Posted: Saturday April 4, 2009
by Patricia Wilcox
Most knife experts will tell you to never buy a knife set. I am here to say that a proper knife set is a cooks best friend and kitchens best asset. Here is how to decide if a knife block is right for you, find the perfect knife set, and maintain it for a lifetime.

Who is a knife set really for?
The sort of person who really gets the best out of a knife set is someone who loves to prepare nice meals from fresh ingredients, who has a kitchen that they adore and who really basks in how homey and comfortable or sleek and stylish it is. A knife block works great for someone who is very busy, and who does not mind making dinner, but knows that in order to make it more enjoyable, they need to make the prep work run smoother. If they had more time, or if it were easier to prepare it, they would use fresh produce in every meal. A knife set is best for someone who does not have very much time to do research and wants to find a their new tools efficiently.

Why are so many people against knife blocks then?
If you have asked around about buying a knife set, you probably were told - do not do it! Why is that? Well, most knife experts are severe knife enthusiasts. In most cases they are knife collectors. They know all about steel types and edge geometry and patinas and forging techniques and, well, everything you could possibly know about a knife. While this is all very useful information, it is much more than even the greatest chef bothers to know.
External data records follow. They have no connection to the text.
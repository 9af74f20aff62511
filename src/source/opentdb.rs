use std::time::Duration;

use rand::Rng;
use serde::Deserialize;

use crate::config::QuizConfig;
use crate::source::{Question, SourceError, place_answer};

const API_URL: &str = "https://opentdb.com/api.php";

#[derive(Debug, Deserialize)]
struct ApiResponse {
    results: Vec<ApiQuestion>,
}

#[derive(Debug, Deserialize)]
struct ApiQuestion {
    category: String,
    difficulty: String,
    question: String,
    correct_answer: String,
    incorrect_answers: Vec<String>,
}

pub fn request_url(config: &QuizConfig) -> String {
    let mut url = format!("{API_URL}?amount={}&type=multiple", config.question_count);
    if let Some(difficulty) = config.difficulty.api_param() {
        url.push_str("&difficulty=");
        url.push_str(difficulty);
    }
    url
}

pub fn fetch(
    config: &QuizConfig,
    timeout: Duration,
    rng: &mut impl Rng,
) -> Result<Vec<Question>, SourceError> {
    let body = fetch_body(&request_url(config), timeout)?;
    parse_response(&body, rng)
}

#[cfg(feature = "network")]
fn fetch_body(url: &str, timeout: Duration) -> Result<String, SourceError> {
    let client = reqwest::blocking::Client::builder()
        .timeout(timeout)
        .build()?;
    let response = client.get(url).send()?;
    if !response.status().is_success() {
        return Err(SourceError::Status(response.status().as_u16()));
    }
    Ok(response.text()?)
}

#[cfg(not(feature = "network"))]
fn fetch_body(_url: &str, _timeout: Duration) -> Result<String, SourceError> {
    Err(SourceError::Disabled)
}

pub fn parse_response(body: &str, rng: &mut impl Rng) -> Result<Vec<Question>, SourceError> {
    let response: ApiResponse = serde_json::from_str(body)?;
    if response.results.is_empty() {
        return Err(SourceError::Empty);
    }
    Ok(response
        .results
        .into_iter()
        .map(|q| normalize(q, rng))
        .collect())
}

fn normalize(q: ApiQuestion, rng: &mut impl Rng) -> Question {
    let options = place_answer(&q.correct_answer, &q.incorrect_answers, rng);
    Question {
        prompt: q.question,
        correct_answer: q.correct_answer,
        options,
        category: q.category,
        difficulty: q.difficulty,
    }
}

#[cfg(test)]
mod tests {
    use super::*;
    use crate::config::Difficulty;
    use rand::SeedableRng;
    use rand::rngs::SmallRng;

    const SAMPLE_BODY: &str = r#"{
        "response_code": 0,
        "results": [
            {
                "category": "Science: Computers",
                "type": "multiple",
                "difficulty": "easy",
                "question": "What does CPU stand for?",
                "correct_answer": "Central Processing Unit",
                "incorrect_answers": [
                    "Central Process Unit",
                    "Computer Personal Unit",
                    "Central Processor Unit"
                ]
            },
            {
                "category": "Geography",
                "type": "multiple",
                "difficulty": "medium",
                "question": "What is the capital of Mongolia?",
                "correct_answer": "Ulaanbaatar",
                "incorrect_answers": ["Astana", "Bishkek", "Kathmandu"]
            }
        ]
    }"#;

    #[test]
    fn test_request_url_without_difficulty_filter() {
        let config = QuizConfig {
            question_count: 10,
            difficulty: Difficulty::Any,
        };
        assert_eq!(
            request_url(&config),
            "https://opentdb.com/api.php?amount=10&type=multiple"
        );
    }

    #[test]
    fn test_request_url_with_difficulty_filter() {
        let config = QuizConfig {
            question_count: 5,
            difficulty: Difficulty::Hard,
        };
        assert_eq!(
            request_url(&config),
            "https://opentdb.com/api.php?amount=5&type=multiple&difficulty=hard"
        );
    }

    #[test]
    fn test_parse_response_normalizes_questions() {
        let mut rng = SmallRng::seed_from_u64(1);
        let questions = parse_response(SAMPLE_BODY, &mut rng).unwrap();
        assert_eq!(questions.len(), 2);
        for q in &questions {
            assert_eq!(q.options.len(), 4);
            assert_eq!(
                q.options.iter().filter(|o| **o == q.correct_answer).count(),
                1
            );
        }
        assert_eq!(questions[0].prompt, "What does CPU stand for?");
        assert_eq!(questions[1].category, "Geography");
        assert_eq!(questions[1].difficulty, "medium");
    }

    #[test]
    fn test_parse_response_empty_results_is_error() {
        let mut rng = SmallRng::seed_from_u64(1);
        let err = parse_response(r#"{"response_code": 1, "results": []}"#, &mut rng).unwrap_err();
        assert!(matches!(err, SourceError::Empty));
    }

    #[test]
    fn test_parse_response_malformed_body_is_error() {
        let mut rng = SmallRng::seed_from_u64(1);
        let err = parse_response("<html>503</html>", &mut rng).unwrap_err();
        assert!(matches!(err, SourceError::Parse(_)));
    }

    #[test]
    fn test_markup_is_preserved_verbatim() {
        let body = r#"{
            "response_code": 0,
            "results": [{
                "category": "Entertainment: Film",
                "type": "multiple",
                "difficulty": "easy",
                "question": "Who directed &quot;Jaws&quot;?",
                "correct_answer": "Steven Spielberg",
                "incorrect_answers": ["A", "B", "C"]
            }]
        }"#;
        let mut rng = SmallRng::seed_from_u64(1);
        let questions = parse_response(body, &mut rng).unwrap();
        assert_eq!(questions[0].prompt, "Who directed &quot;Jaws&quot;?");
    }
}
use rust_embed::Embed;

use crate::source::Question;

#[derive(Embed)]
#[folder = "assets/questions/"]
struct QuestionAssets;

/// The built-in set substituted when the trivia API is unavailable.
pub fn question_set() -> Vec<Question> {
    QuestionAssets::get("fallback.json")
        .and_then(|file| serde_json::from_slice(file.data.as_ref()).ok())
        .unwrap_or_default()
}

#[cfg(test)]
mod tests {
    use super::*;

    #[test]
    fn test_fallback_set_has_three_questions() {
        let questions = question_set();
        assert_eq!(questions.len(), 3);
    }

    #[test]
    fn test_fallback_options_contain_correct_exactly_once() {
        for q in question_set() {
            assert_eq!(q.options.len(), 4);
            assert_eq!(
                q.options.iter().filter(|o| **o == q.correct_answer).count(),
                1,
                "bad fallback entry: {}",
                q.prompt
            );
        }
    }
}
These knife experts have sampled hundreds of knives, and they all have very set opinions on what the best knife in each category of knives is. Someone with the time to read hundreds of reviews of each type of knife that they will need will have a non-matching set of the best knives in the world. If you do not have much time though, and if you want your knives to match, it is really in your best interest to purchase a set.
The other argument that most knife experts make is that sets are loaded with "filler knives that you will never use," or that "all you ever need is a chef knife." I am going to say it once and for all. Yes, you can eek by with just a chef knife, and yes, you will use your chef knife more than any other knife that you have. But try to use your chef knife to carve a pumpkin, remove the scales from a fish, or slice a loaf of freshly baked Italian bread and you will see that while you do not do those jobs very often, when you do them you want the proper knife for the job. It is like your stand mixer. While the paddle attachment gets 95% of the action, you still need the whisk attachment for whipped cream and the dough hook for dough.

How to choose your knife set?
The chef knife will be getting the most usage, so you will want to select your set predominantly on it. You can find streams and streams of information on choosing a chef knife, but here is what is most important - the handle must fit comfortably in your hands, and the blade should be made of decent steel. How can you tell about the steel? The simplest answer is that if it is a well-known company than they probably use decent steel. If you really want a valuable opinion, call the professional who you will have sharpen your knives and ask for a recommendation. If you plan to purchase online and will not be able to go in store and hold the knives in your hand, look for a handle that seems ergonomic and has no hard corners, which may cause calluses.

Second in line is the appearance of the set. Now I am not being vain, but really, being able to display your knives in a beautiful block right out on the counter top adds a real touch of prowess to any kitchen. So chose a set that you will be proud to have out on display. You will most likely see it everyday, so be sure that it goes well with the appearance of the kitchen and that you feel glad to see it in your home.
Finally, you will also want to consider the other knives that are in the set. Why is this not first on the list? There are no "useless" knives. What is most important when it comes to the knives in your block is knowing what tasks to use them for. Chances are if it is in your block it has a special purpose and it is worth if for you to take some time and find out how to use it. Ask a salesperson, a chef friend, or do a quick search online for each knife in your set and how it should be used. This will save you hours of frustration in kitchen, trying to use a santoku to debone a fish. If you knife set does not include a honing/sharpening steel you will need to purchase one and learn how to use it in order to maintain your knives. Your steel will not need to be stored in any special way, but if it is not included in your set you must consider this as an added expense.

How to maintain your set?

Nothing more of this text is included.